Thursday, March 12, 2009
It is difficult to understand the way in which Ayn Rand, inspirational people, my perceptions of their behaviour and my brain may have influenced my current attitude towards certain matters. I find it excruciating to give fake smiles and show fake concern. I have this need for independence - not in the egoistic way, but in the peaceful way. I sometimes believe that I could not tolerate another person in my life with all her (I am not gay - in spite of what my behavior may make one believe) flaws. Then again - I believe I will need a companion. It is difficult to accept the ovarian lottery and easy to think of renouncing it but frightful to be in the spot where there is no support system. Then again, what good is a life if not challenging. Then again - what if life becomes a complete mess if one keeps searching for adventure. I may be 22 yrs old and too young to burden myself with these thoughts. I wonder why my mind functions this way. I wonder if I am still juvenile or if I am too mature. There is a lot of I inside me.
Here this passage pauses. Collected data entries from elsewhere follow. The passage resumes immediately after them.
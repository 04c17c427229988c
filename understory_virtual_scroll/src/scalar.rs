// Copyright 2025 the Understory Authors
// SPDX-License-Identifier: Apache-2.0 OR MIT

//! Numeric scalar abstraction for sizes, offsets, and scroll positions.

use core::fmt::{Debug, Display};
use core::ops::{Add, Div, Mul, Sub};
use core::str::FromStr;

/// Floating-point scalar used for item sizes, container sizes, and scroll positions.
///
/// Implemented for `f32` and `f64`. All values live in a caller-chosen 1D
/// coordinate space (typically logical pixels).
pub trait Scalar:
    Copy
    + PartialOrd
    + Debug
    + Display
    + FromStr
    + Add<Output = Self>
    + Sub<Output = Self>
    + Mul<Output = Self>
    + Div<Output = Self>
{
    /// Zero value for the scalar type.
    fn zero() -> Self;

    /// Convert a `usize` count into the scalar type.
    fn from_usize(n: usize) -> Self;

    /// Max of the two scalar values.
    fn max(self, other: Self) -> Self;

    /// Returns `true` if the value is neither infinite nor NaN.
    fn is_finite(self) -> bool;

    /// `percent` percent of `whole`.
    #[inline]
    fn percent_of(percent: Self, whole: Self) -> Self {
        percent / Self::from_usize(100) * whole
    }
}

impl Scalar for f32 {
    #[inline(always)]
    fn zero() -> Self {
        0.0
    }

    #[inline]
    fn from_usize(n: usize) -> Self {
        n as Self
    }

    #[inline]
    fn max(self, other: Self) -> Self {
        Self::max(self, other)
    }

    #[inline]
    fn is_finite(self) -> bool {
        Self::is_finite(self)
    }
}

impl Scalar for f64 {
    #[inline(always)]
    fn zero() -> Self {
        0.0
    }

    #[inline]
    fn from_usize(n: usize) -> Self {
        n as Self
    }

    #[inline]
    fn max(self, other: Self) -> Self {
        Self::max(self, other)
    }

    #[inline]
    fn is_finite(self) -> bool {
        Self::is_finite(self)
    }
}

#[cfg(test)]
mod tests {
    use super::Scalar;

    #[test]
    fn percent_of_scales_linearly() {
        assert_eq!(<f64 as Scalar>::percent_of(50.0, 300.0), 150.0);
        assert_eq!(<f32 as Scalar>::percent_of(10.0, 200.0), 20.0);
        assert_eq!(<f64 as Scalar>::percent_of(0.0, 300.0), 0.0);
    }

    #[test]
    fn max_and_finiteness_follow_float_semantics() {
        assert_eq!(Scalar::max(-1.0_f32, 0.0), 0.0);
        assert_eq!(Scalar::max(3.0_f64, 2.0), 3.0);
        assert!(Scalar::is_finite(-0.0_f64));
        assert!(!Scalar::is_finite(f32::NAN));
    }
}
// Copyright 2025 the Understory Authors
// SPDX-License-Identifier: Apache-2.0 OR MIT

// After you edit the crate's doc comment, run this command, then check README.md for any missing links
// cargo rdme --workspace-project=understory_virtual_scroll --heading-base-level=0

//! Understory Virtual Scroll: stateless range scanning and size resolution for virtualized views.
//!
//! This crate answers two questions for a strip of variably-sized items inside a
//! scrollable container:
//!
//! - Given a declarative size for every item, what are the concrete sizes?
//!   See [`resolve_sizes`] and [`SizeSpec`].
//! - Given those sizes, a scroll position, and a container size, which
//!   contiguous items must be rendered, and where does the first one start?
//!   See [`scan_visible_range`] and [`VisibleRange`].
//!
//! Both are pure functions over caller-supplied accessors. Nothing is cached and
//! nothing is mutated outside the call, so hosts can recompute on every scroll
//! or resize event.
//!
//! The core concepts are:
//!
//! - [`Scalar`]: a small abstraction over `f32`/`f64` used for sizes and positions.
//! - [`ItemSize`]: `px`, `%` of the container, or `fr` shares of the space left
//!   after all `px` and `%` items. [`SizeBound`] clamps a resolved size from
//!   either side, and [`SizeSpec`] bundles a size with its bounds.
//! - [`ListLayout`]: one axis worth of resolved sizes plus the rendered range,
//!   with derived totals and per-item positions.
//! - [`GridLayout`]: two independent [`ListLayout`]s (columns and rows) combined
//!   into a rendered block, using `kurbo` geometry.
//!
//! This crate deliberately does **not** know about widgets, display trees, or any
//! particular UI framework. Host frameworks are responsible for:
//!
//! - Measuring the container and tracking its scroll position.
//! - Rendering the items in [`ListLayout::rendered_indexes`], placed after
//!   [`ListLayout::offset`] worth of spacer inside a strip of
//!   [`ListLayout::total_size`].
//!
//! ## Minimal example
//!
//! ```rust
//! use understory_virtual_scroll::{DEFAULT_OVERSCAN, ItemSize, ListLayout, SizeSpec};
//!
//! // A 60px header followed by 500 rows that split the rest of a 600px viewport
//! // into tenths, but never shrink below 48px.
//! let header = SizeSpec::new(ItemSize::Pixels(60.0));
//! let row: SizeSpec<f64> = SizeSpec::parse_lenient("1fr", Some("48px"), None);
//! let spec_of = |i: usize| if i == 0 { header } else { row };
//!
//! let layout = ListLayout::compute(600.0, 501, spec_of, 1_000.0, DEFAULT_OVERSCAN);
//!
//! let visible = layout.rendered_indexes();
//! assert!(!visible.is_empty());
//! assert!(layout.offset() <= 1_000.0);
//! assert_eq!(layout.item_position(1), 60.0);
//! ```
//!
//! ## Size descriptors
//!
//! Descriptors can be built directly or parsed from their text form:
//!
//! ```rust
//! use understory_virtual_scroll::{ItemSize, SizeBound, SizeSpec, resolve_sizes};
//!
//! let specs: [SizeSpec<f64>; 3] = [
//!     "100px".parse::<ItemSize<f64>>().unwrap().into(),
//!     SizeSpec::new(ItemSize::Percent(10.0)).with_max(SizeBound::Pixels(30.0)),
//!     SizeSpec::parse_lenient("1fr", None, None),
//! ];
//! let sizes = resolve_sizes(500.0, specs.len(), |i| specs[i]);
//! // 10% of 500 is clamped to 30; the fraction takes 500 - 100 - 50.
//! assert_eq!(sizes, [100.0, 30.0, 350.0]);
//! ```
//!
//! Note that fractions see the pre-clamp size of fixed items: the `10%` item
//! claims 50 when computing the fraction unit, even though it renders at 30.
//!
//! ## Edge cases
//!
//! - A container with no size renders nothing: [`scan_visible_range`] returns `None`.
//! - A strip with no items yields an empty range rather than a single index.
//! - A viewport that runs past the last item renders through the last item.
//! - A viewport that starts past the last item falls back to rendering index `0`
//!   (plus overscan).
//! - Malformed descriptors, when parsed leniently, contribute zero size, and
//!   malformed bounds are ignored.
//!
//! ## Features
//!
//! - `std` *(default)*: enables `std` in `kurbo`.
//! - `libm`: `no_std` float support for `kurbo`.
//! - `serde`: text-form serialization of [`ItemSize`], [`SizeBound`], and [`SizeSpec`].
//!
//! Scanning is linear in the number of items. Diagnostics are emitted through
//! the `log` facade.
//!
//! This crate is `no_std` and uses `alloc`.

#![no_std]

extern crate alloc;

mod grid;
mod list;
mod resolve;
mod scalar;
mod scan;
mod size;

pub use grid::{GridLayout, GridOverscan, GridViewport};
pub use list::{DEFAULT_OVERSCAN, ListLayout};
pub use resolve::resolve_sizes;
pub use scalar::Scalar;
pub use scan::{VisibleRange, scan_visible_range};
pub use size::{ItemSize, ParseSizeError, SizeBound, SizeSpec};
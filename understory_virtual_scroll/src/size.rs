// Copyright 2025 the Understory Authors
// SPDX-License-Identifier: Apache-2.0 OR MIT

//! Declarative per-item size descriptors: pixels, percent of container, and fractions.
//!
//! The text form of a descriptor is a number followed by one of the unit suffixes
//! `px`, `%`, or `fr`, for example `"120px"`, `"25%"`, or `"1.5fr"`. Bounds accept
//! only `px` and `%`.

use core::fmt;
use core::str::FromStr;

use crate::Scalar;

/// Primary size of an item along the scroll axis.
#[derive(Debug, Clone, Copy, PartialEq)]
pub enum ItemSize<S> {
    /// Absolute size in layout units.
    Pixels(S),
    /// Percentage of the container size.
    Percent(S),
    /// Shares of the container space left over after all pixel and percent items.
    Fraction(S),
}

impl<S: Scalar> ItemSize<S> {
    /// Converts a pixel or percent size to layout units.
    ///
    /// Returns `None` for fractions, which can only be resolved against the whole list.
    #[must_use]
    pub fn to_extent(self, container_size: S) -> Option<S> {
        match self {
            Self::Pixels(px) => Some(px),
            Self::Percent(percent) => Some(S::percent_of(percent, container_size)),
            Self::Fraction(_) => None,
        }
    }

    /// Parses the text form, mapping malformed input to `Pixels(0)`.
    ///
    /// A malformed item therefore contributes nothing to the list instead of
    /// failing the whole resolution.
    #[must_use]
    pub fn parse_lenient(text: &str) -> Self {
        match text.parse() {
            Ok(size) => size,
            Err(err) => {
                log::debug!("treating item size {text:?} as zero: {err}");
                Self::Pixels(S::zero())
            }
        }
    }
}

impl<S: Scalar> fmt::Display for ItemSize<S> {
    fn fmt(&self, f: &mut fmt::Formatter<'_>) -> fmt::Result {
        match self {
            Self::Pixels(v) => write!(f, "{v}px"),
            Self::Percent(v) => write!(f, "{v}%"),
            Self::Fraction(v) => write!(f, "{v}fr"),
        }
    }
}

impl<S: Scalar> FromStr for ItemSize<S> {
    type Err = ParseSizeError;

    fn from_str(text: &str) -> Result<Self, Self::Err> {
        let (magnitude, unit) = split_unit(text)?;
        let magnitude = parse_magnitude(magnitude)?;
        Ok(match unit {
            Unit::Pixels => Self::Pixels(magnitude),
            Unit::Percent => Self::Percent(magnitude),
            Unit::Fraction => Self::Fraction(magnitude),
        })
    }
}

/// A `min` or `max` clamp on a resolved item size.
///
/// Bounds cannot be expressed in fractions.
#[derive(Debug, Clone, Copy, PartialEq)]
pub enum SizeBound<S> {
    /// Absolute bound in layout units.
    Pixels(S),
    /// Bound as a percentage of the container size.
    Percent(S),
}

impl<S: Scalar> SizeBound<S> {
    /// Converts the bound to layout units.
    #[must_use]
    pub fn to_extent(self, container_size: S) -> S {
        match self {
            Self::Pixels(px) => px,
            Self::Percent(percent) => S::percent_of(percent, container_size),
        }
    }

    /// Parses the text form, mapping malformed input (including `fr` bounds) to `None`.
    #[must_use]
    pub fn parse_lenient(text: &str) -> Option<Self> {
        match text.parse() {
            Ok(bound) => Some(bound),
            Err(err) => {
                log::debug!("ignoring size bound {text:?}: {err}");
                None
            }
        }
    }
}

impl<S: Scalar> fmt::Display for SizeBound<S> {
    fn fmt(&self, f: &mut fmt::Formatter<'_>) -> fmt::Result {
        match self {
            Self::Pixels(v) => write!(f, "{v}px"),
            Self::Percent(v) => write!(f, "{v}%"),
        }
    }
}

impl<S: Scalar> FromStr for SizeBound<S> {
    type Err = ParseSizeError;

    fn from_str(text: &str) -> Result<Self, Self::Err> {
        let (magnitude, unit) = split_unit(text)?;
        let magnitude = parse_magnitude(magnitude)?;
        match unit {
            Unit::Pixels => Ok(Self::Pixels(magnitude)),
            Unit::Percent => Ok(Self::Percent(magnitude)),
            Unit::Fraction => Err(ParseSizeError::FractionBound),
        }
    }
}

/// Full size descriptor for one item: a primary size plus optional clamps.
///
/// `min` and `max` are checked independently against the pre-clamp size, with
/// `min` taking precedence when both apply.
#[derive(Debug, Clone, Copy, PartialEq)]
pub struct SizeSpec<S> {
    /// Primary size.
    pub value: ItemSize<S>,
    /// Lower clamp, if any.
    pub min: Option<SizeBound<S>>,
    /// Upper clamp, if any.
    pub max: Option<SizeBound<S>>,
}

impl<S: Scalar> SizeSpec<S> {
    /// Creates an unbounded descriptor.
    #[must_use]
    pub const fn new(value: ItemSize<S>) -> Self {
        Self {
            value,
            min: None,
            max: None,
        }
    }

    /// Returns this descriptor with a lower clamp.
    #[must_use]
    pub fn with_min(mut self, min: SizeBound<S>) -> Self {
        self.min = Some(min);
        self
    }

    /// Returns this descriptor with an upper clamp.
    #[must_use]
    pub fn with_max(mut self, max: SizeBound<S>) -> Self {
        self.max = Some(max);
        self
    }

    /// Builds a descriptor from text parts, never failing.
    ///
    /// See [`ItemSize::parse_lenient`] and [`SizeBound::parse_lenient`].
    #[must_use]
    pub fn parse_lenient(value: &str, min: Option<&str>, max: Option<&str>) -> Self {
        Self {
            value: ItemSize::parse_lenient(value),
            min: min.and_then(SizeBound::parse_lenient),
            max: max.and_then(SizeBound::parse_lenient),
        }
    }
}

impl<S: Scalar> From<ItemSize<S>> for SizeSpec<S> {
    fn from(value: ItemSize<S>) -> Self {
        Self::new(value)
    }
}

/// Error returned when strictly parsing a size descriptor.
#[derive(Debug, Clone, Copy, PartialEq, Eq, thiserror::Error)]
pub enum ParseSizeError {
    /// The input was empty or whitespace.
    #[error("size descriptor is empty")]
    Empty,
    /// The input did not end in `px`, `%`, or `fr`.
    #[error("size descriptor has no `px`, `%`, or `fr` unit")]
    UnknownUnit,
    /// The part before the unit is not a finite number.
    #[error("size descriptor magnitude is not a finite number")]
    InvalidNumber,
    /// A bound was written in `fr`.
    #[error("size bounds cannot use the `fr` unit")]
    FractionBound,
}

#[derive(Clone, Copy)]
enum Unit {
    Pixels,
    Percent,
    Fraction,
}

fn split_unit(text: &str) -> Result<(&str, Unit), ParseSizeError> {
    let text = text.trim();
    if text.is_empty() {
        return Err(ParseSizeError::Empty);
    }
    if let Some(magnitude) = text.strip_suffix("px") {
        Ok((magnitude, Unit::Pixels))
    } else if let Some(magnitude) = text.strip_suffix('%') {
        Ok((magnitude, Unit::Percent))
    } else if let Some(magnitude) = text.strip_suffix("fr") {
        Ok((magnitude, Unit::Fraction))
    } else {
        Err(ParseSizeError::UnknownUnit)
    }
}

fn parse_magnitude<S: Scalar>(text: &str) -> Result<S, ParseSizeError> {
    let value: S = text
        .trim_end()
        .parse()
        .map_err(|_| ParseSizeError::InvalidNumber)?;
    if value.is_finite() {
        Ok(value)
    } else {
        Err(ParseSizeError::InvalidNumber)
    }
}

#[cfg(feature = "serde")]
mod serde_impls {
    use alloc::string::String;
    use core::fmt;
    use core::marker::PhantomData;
    use core::str::FromStr;

    use serde::de::{self, IgnoredAny, MapAccess, Visitor};
    use serde::ser::SerializeMap;
    use serde::{Deserialize, Deserializer, Serialize, Serializer};

    use super::{ItemSize, ParseSizeError, SizeBound, SizeSpec};
    use crate::Scalar;

    struct TextVisitor<T>(PhantomData<T>);

    impl<T: FromStr<Err = ParseSizeError>> Visitor<'_> for TextVisitor<T> {
        type Value = T;

        fn expecting(&self, f: &mut fmt::Formatter<'_>) -> fmt::Result {
            f.write_str("a size such as \"10px\", \"50%\", or \"1fr\"")
        }

        fn visit_str<E: de::Error>(self, v: &str) -> Result<T, E> {
            v.parse().map_err(E::custom)
        }
    }

    impl<S: Scalar> Serialize for ItemSize<S> {
        fn serialize<Ser: Serializer>(&self, serializer: Ser) -> Result<Ser::Ok, Ser::Error> {
            serializer.collect_str(self)
        }
    }

    impl<'de, S: Scalar> Deserialize<'de> for ItemSize<S> {
        fn deserialize<D: Deserializer<'de>>(deserializer: D) -> Result<Self, D::Error> {
            deserializer.deserialize_str(TextVisitor(PhantomData))
        }
    }

    impl<S: Scalar> Serialize for SizeBound<S> {
        fn serialize<Ser: Serializer>(&self, serializer: Ser) -> Result<Ser::Ok, Ser::Error> {
            serializer.collect_str(self)
        }
    }

    impl<'de, S: Scalar> Deserialize<'de> for SizeBound<S> {
        fn deserialize<D: Deserializer<'de>>(deserializer: D) -> Result<Self, D::Error> {
            deserializer.deserialize_str(TextVisitor(PhantomData))
        }
    }

    // Unbounded specs use the bare text form; bounded ones use `{ value, min?, max? }`.
    impl<S: Scalar> Serialize for SizeSpec<S> {
        fn serialize<Ser: Serializer>(&self, serializer: Ser) -> Result<Ser::Ok, Ser::Error> {
            if self.min.is_none() && self.max.is_none() {
                return serializer.collect_str(&self.value);
            }
            let len = 1 + usize::from(self.min.is_some()) + usize::from(self.max.is_some());
            let mut map = serializer.serialize_map(Some(len))?;
            map.serialize_entry("value", &self.value)?;
            if let Some(min) = &self.min {
                map.serialize_entry("min", min)?;
            }
            if let Some(max) = &self.max {
                map.serialize_entry("max", max)?;
            }
            map.end()
        }
    }

    struct SpecVisitor<S>(PhantomData<S>);

    impl<'de, S: Scalar> Visitor<'de> for SpecVisitor<S> {
        type Value = SizeSpec<S>;

        fn expecting(&self, f: &mut fmt::Formatter<'_>) -> fmt::Result {
            f.write_str("a size string or a map with `value` and optional `min`/`max`")
        }

        fn visit_str<E: de::Error>(self, v: &str) -> Result<Self::Value, E> {
            Ok(SizeSpec::new(ItemSize::parse_lenient(v)))
        }

        fn visit_map<A: MapAccess<'de>>(self, mut map: A) -> Result<Self::Value, A::Error> {
            let mut value = None;
            let mut min = None;
            let mut max = None;
            while let Some(key) = map.next_key::<String>()? {
                match key.as_str() {
                    "value" => {
                        let text: String = map.next_value()?;
                        value = Some(ItemSize::parse_lenient(&text));
                    }
                    "min" => {
                        let text: Option<String> = map.next_value()?;
                        min = text.as_deref().and_then(SizeBound::parse_lenient);
                    }
                    "max" => {
                        let text: Option<String> = map.next_value()?;
                        max = text.as_deref().and_then(SizeBound::parse_lenient);
                    }
                    _ => {
                        map.next_value::<IgnoredAny>()?;
                    }
                }
            }
            let value = value.ok_or_else(|| <A::Error as de::Error>::missing_field("value"))?;
            Ok(SizeSpec { value, min, max })
        }
    }

    impl<'de, S: Scalar> Deserialize<'de> for SizeSpec<S> {
        fn deserialize<D: Deserializer<'de>>(deserializer: D) -> Result<Self, D::Error> {
            deserializer.deserialize_any(SpecVisitor(PhantomData))
        }
    }
}
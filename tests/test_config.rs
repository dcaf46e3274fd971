//! Tests for config file loading and settings precedence

mod common;

use clap::Parser;
use common::write_file;
use jyconv::cli::Cli;
use jyconv::config::{AppConfig, LauncherSettings};
use jyconv::launcher::ConverterCommand;
use std::path::PathBuf;
use tempfile::TempDir;

#[test]
fn test_config_from_file() {
    let temp_dir = TempDir::new().unwrap();
    let path = write_file(
        &temp_dir,
        "jyconv.toml",
        r#"
json_to_yaml_cmd = "python j2y.py"
yaml_to_json_cmd = "python y2j.py"
workdir = "/srv/convert"
"#,
    );

    let config = AppConfig::from_file(&path).unwrap();

    assert_eq!(config.json_to_yaml_cmd.as_deref(), Some("python j2y.py"));
    assert_eq!(config.yaml_to_json_cmd.as_deref(), Some("python y2j.py"));
    assert_eq!(config.workdir, Some(PathBuf::from("/srv/convert")));
}

#[test]
fn test_config_fields_are_optional() {
    let temp_dir = TempDir::new().unwrap();
    let path = write_file(&temp_dir, "partial.toml", "json_to_yaml_cmd = \"j2y\"\n");

    let config = AppConfig::from_file(&path).unwrap();

    assert_eq!(config.json_to_yaml_cmd.as_deref(), Some("j2y"));
    assert!(config.yaml_to_json_cmd.is_none());
    assert!(config.workdir.is_none());
}

#[test]
fn test_config_rejects_unknown_keys() {
    let temp_dir = TempDir::new().unwrap();
    let path = write_file(&temp_dir, "typo.toml", "json_to_yml_cmd = \"j2y\"\n");

    assert!(AppConfig::from_file(&path).is_err());
}

#[test]
fn test_explicit_missing_config_is_an_error() {
    let temp_dir = TempDir::new().unwrap();
    let err = AppConfig::load(Some(&temp_dir.path().join("absent.toml"))).unwrap_err();
    assert!(err.to_string().contains("Failed to read config file"));
}

#[test]
fn test_cli_overrides_config_file() {
    let temp_dir = TempDir::new().unwrap();
    let workdir = temp_dir.path().to_str().unwrap();
    let cli = Cli::parse_from([
        "jyconv",
        "--json-to-yaml-cmd",
        "cli-j2y --fast",
        "--workdir",
        workdir,
    ]);
    let file = AppConfig {
        json_to_yaml_cmd: Some("file-j2y".to_string()),
        yaml_to_json_cmd: Some("file-y2j".to_string()),
        workdir: Some(PathBuf::from("/does/not/matter")),
    };

    let settings = LauncherSettings::resolve(&cli, &file).unwrap();

    assert_eq!(
        settings.json_to_yaml,
        ConverterCommand::new("cli-j2y", vec!["--fast".to_string()])
    );
    assert_eq!(settings.yaml_to_json, ConverterCommand::new("file-y2j", vec![]));
    assert_eq!(settings.workdir, temp_dir.path());
}

#[test]
fn test_defaults_use_bundled_converters() {
    let cli = Cli::parse_from(["jyconv"]);

    let settings = LauncherSettings::resolve(&cli, &AppConfig::default()).unwrap();

    assert_eq!(settings.json_to_yaml.args, vec!["j2y"]);
    assert_eq!(settings.yaml_to_json.args, vec!["y2j"]);
    assert_eq!(settings.json_to_yaml.program, std::env::current_exe().unwrap());
    assert_eq!(settings.workdir, std::env::current_dir().unwrap());
}

#[test]
fn test_invalid_command_in_config_file() {
    let cli = Cli::parse_from(["jyconv"]);
    let file = AppConfig {
        yaml_to_json_cmd: Some("   ".to_string()),
        ..Default::default()
    };

    let err = LauncherSettings::resolve(&cli, &file).unwrap_err();
    assert!(format!("{:#}", err).contains("command is empty"));
}

#[test]
fn test_missing_workdir_is_an_error() {
    let cli = Cli::parse_from(["jyconv", "--workdir", "/definitely/not/a/real/dir"]);

    assert!(LauncherSettings::resolve(&cli, &AppConfig::default()).is_err());
}
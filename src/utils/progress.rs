//! Progress bar helpers using indicatif

use indicatif::{ProgressBar, ProgressStyle};

/// Create a progress bar for known-length operations
pub fn create_progress_bar(len: u64, message: &str) -> ProgressBar {
    let pb = ProgressBar::new(len);
    pb.set_style(
        ProgressStyle::default_bar()
            .template("    {prefix} [{bar:30.cyan/blue}] {pos}/{len} {msg}")
            .unwrap_or_else(|_| ProgressStyle::default_bar())
            .progress_chars("█▓▒░"),
    );
    pb.set_prefix(message.to_string());
    pb
}
//! Outcome of a conversion run

use std::path::PathBuf;
use std::time::Duration;

use super::{Direction, RunStatus};

/// What happened to one submitted file
#[derive(Debug, Clone)]
pub struct FileOutcome {
    pub path: PathBuf,
    pub status: RunStatus,
    pub output: String,
    pub elapsed: Duration,
}

/// Per-file outcomes and the success tally for one direction
#[derive(Debug, Clone)]
pub struct ConversionReport {
    pub direction: Direction,
    /// One entry per file submitted to the converter, in selection order
    pub outcomes: Vec<FileOutcome>,
    /// Selected files that did not match the direction
    pub skipped: usize,
}

impl ConversionReport {
    pub fn new(direction: Direction) -> Self {
        Self {
            direction,
            outcomes: Vec::new(),
            skipped: 0,
        }
    }

    pub fn submitted(&self) -> usize {
        self.outcomes.len()
    }

    pub fn success_count(&self) -> usize {
        self.outcomes.iter().filter(|o| o.status.is_success()).count()
    }

    pub fn failure_count(&self) -> usize {
        self.submitted() - self.success_count()
    }

    /// e.g. "3 JSON file(s) converted to YAML."
    pub fn message(&self) -> String {
        format!(
            "{} {} file(s) converted to {}.",
            self.success_count(),
            self.direction.source_label(),
            self.direction.target_label()
        )
    }
}
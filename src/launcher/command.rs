//! Converter command lines

use std::fmt;
use std::path::PathBuf;

use super::{Direction, LauncherError};

/// An external converter: a program plus its leading arguments.
///
/// The file to convert is appended as the final argument at launch.
#[derive(Debug, Clone, PartialEq, Eq)]
pub struct ConverterCommand {
    pub program: PathBuf,
    pub args: Vec<String>,
}

impl ConverterCommand {
    pub fn new(program: impl Into<PathBuf>, args: Vec<String>) -> Self {
        Self {
            program: program.into(),
            args,
        }
    }

    /// Parse a shell-like command string such as `python j2y.py`
    pub fn parse(value: &str) -> Result<Self, LauncherError> {
        let invalid = |reason: &str| LauncherError::InvalidCommand {
            value: value.to_string(),
            reason: reason.to_string(),
        };

        let mut words = shlex::split(value).ok_or_else(|| invalid("unbalanced quotes"))?;
        if words.is_empty() {
            return Err(invalid("command is empty"));
        }
        let program = words.remove(0);
        Ok(Self::new(program, words))
    }

    /// The converter shipped inside this executable for `direction`
    pub fn bundled(direction: Direction) -> std::io::Result<Self> {
        let exe = std::env::current_exe()?;
        Ok(Self::new(
            exe,
            vec![direction.bundled_subcommand().to_string()],
        ))
    }
}

impl fmt::Display for ConverterCommand {
    fn fmt(&self, f: &mut fmt::Formatter<'_>) -> fmt::Result {
        let program = self.program.to_string_lossy();
        let words = std::iter::once(&*program).chain(self.args.iter().map(String::as_str));
        match shlex::try_join(words.clone()) {
            Ok(joined) => write!(f, "{}", joined),
            Err(_) => write!(f, "{}", words.collect::<Vec<_>>().join(" ")),
        }
    }
}

/// clap value parser for converter command options
pub fn parse_command_arg(value: &str) -> Result<ConverterCommand, String> {
    ConverterCommand::parse(value).map_err(|e| e.to_string())
}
It is a painful acceptance although I have not cried in a very long time. I believe that crying would rid me of some of the pains albeit temporarily.
Tuesday, March 10, 2009
The stubbornness that is associated with the ego that develops from the pride based on perceptions about oneself.
I find it awe-fully hilarious.
It is like yesterday when I saw a man at a restaurant behaving all 'dignified' with the menu card in his hand in front of the waiter.
It is similar to people who wear spectacles on their foreheads and show how smart they look.
Guys who give a sly smirk around girls who they may want to impress.
Girls who show excitement on meeting their 'long lost loved friends'.
Hand motions while calling someone 'inferior' monetarily or socially.
Raising one's voice when angry such that other people can hear one.
Having accents that make a fool out of one.
Wearing clothes that make you feel proud oblivious to the fact that people are laughing behind your back - which is OK if you give a fuck.